4.1 Subdivisions, Combinations and Dividends. In case the Company shall at any time
subdivide its outstanding shares of Common Stock into a greater number of shares or pay a dividend
in Common Stock in respect of outstanding shares of Common Stock, the Exercise Price in effect
immediately prior to such subdivision or at the record date of such dividend shall be
proportionately reduced, and conversely, in case the outstanding shares of the Common Stock of the
Company shall be combined into a smaller number of shares, including by means of a reverse stock
split, the Exercise Price in effect immediately prior to such combination shall be proportionately
increased.
4.2 Reclassification. If any reclassification of the capital stock of the Company
shall be effected in such a way that holders of Common Stock shall be entitled to receive stock,
securities, or other assets or property, then, as a condition of such reclassification, lawful and
adequate provisions shall be made whereby the Holder hereof shall thereafter have the right to
purchase and receive (in lieu of the shares of the Common Stock immediately theretofore purchasable
and receivable upon the exercise of the rights represented hereby) such shares of stock, securities
or other assets or property as may be issued or payable with respect to or in exchange for a number
of outstanding shares of such Common Stock equal to the number of shares of such Common Stock
immediately theretofore purchasable and receivable upon the exercise of the rights represented
hereby.

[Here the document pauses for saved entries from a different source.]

//! Storage seams the interpreter evaluates against.
//!
//! The engine never talks to a database itself. Callers that want in-memory
//! evaluation implement [`ParticipantStore`]; callers that want the facet
//! catalog implement [`SurveyCatalog`]. The SQL compiler needs neither.

use uuid::Uuid;

use crate::model::{
    Answer, Enrollee, Family, KitRequest, ParticipantTask, ParticipantUser,
    PortalParticipantUser, Profile, SurveyDefinition,
};

/// The enrollee being evaluated, with their profile if it has been loaded.
#[derive(Debug, Clone)]
pub struct EnrolleeSearchContext {
    pub enrollee: Enrollee,
    pub profile: Option<Profile>,
}

impl EnrolleeSearchContext {
    pub fn new(enrollee: Enrollee) -> Self {
        EnrolleeSearchContext {
            enrollee,
            profile: None,
        }
    }

    pub fn with_profile(enrollee: Enrollee, profile: Profile) -> Self {
        EnrolleeSearchContext {
            enrollee,
            profile: Some(profile),
        }
    }
}

/// Read access to the participant data terms extract from.
///
/// Lookups return `None` (or an empty `Vec`) when the datum does not exist;
/// terms turn that into [`SearchValue::Absent`](crate::value::SearchValue).
pub trait ParticipantStore: Send + Sync {
    /// The enrollee's answer to one question of one survey.
    fn find_answer(
        &self,
        enrollee_id: Uuid,
        survey_stable_id: &str,
        question_stable_id: &str,
    ) -> Option<Answer>;

    /// An answer given by the same profile in a sibling study. Returns `None`
    /// when the study does not exist or the profile never answered there.
    fn find_answer_for_profile(
        &self,
        profile_id: Uuid,
        study_name: &str,
        survey_stable_id: &str,
        question_stable_id: &str,
    ) -> Option<Answer>;

    /// The enrollee's task for one target (survey or consent) stable id.
    fn find_task(&self, enrollee_id: Uuid, target_stable_id: &str) -> Option<ParticipantTask>;

    /// All kit requests for the enrollee, in any order.
    fn kits_for_enrollee(&self, enrollee_id: Uuid) -> Vec<KitRequest>;

    fn find_user(&self, participant_user_id: Uuid) -> Option<ParticipantUser>;

    fn find_portal_user(&self, profile_id: Uuid) -> Option<PortalParticipantUser>;

    fn families_for_enrollee(&self, enrollee_id: Uuid) -> Vec<Family>;
}

/// Read access to survey definitions, used to enumerate answer and task
/// facets for a study environment.
pub trait SurveyCatalog: Send + Sync {
    fn surveys(&self, study_environment_id: Uuid) -> Vec<SurveyDefinition>;
}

In any reclassification described above, appropriate provision shall be made with respect
to the rights and interests of the Holder of this Warrant to the end that the provisions hereof
(including, without limitation, provisions for adjustments of the Exercise Price and of the number
of shares purchasable and receivable upon the exercise of this Warrant) shall thereafter be
applicable, as nearly as may be, in relation to any shares of stock, securities or assets
thereafter deliverable upon the exercise hereof.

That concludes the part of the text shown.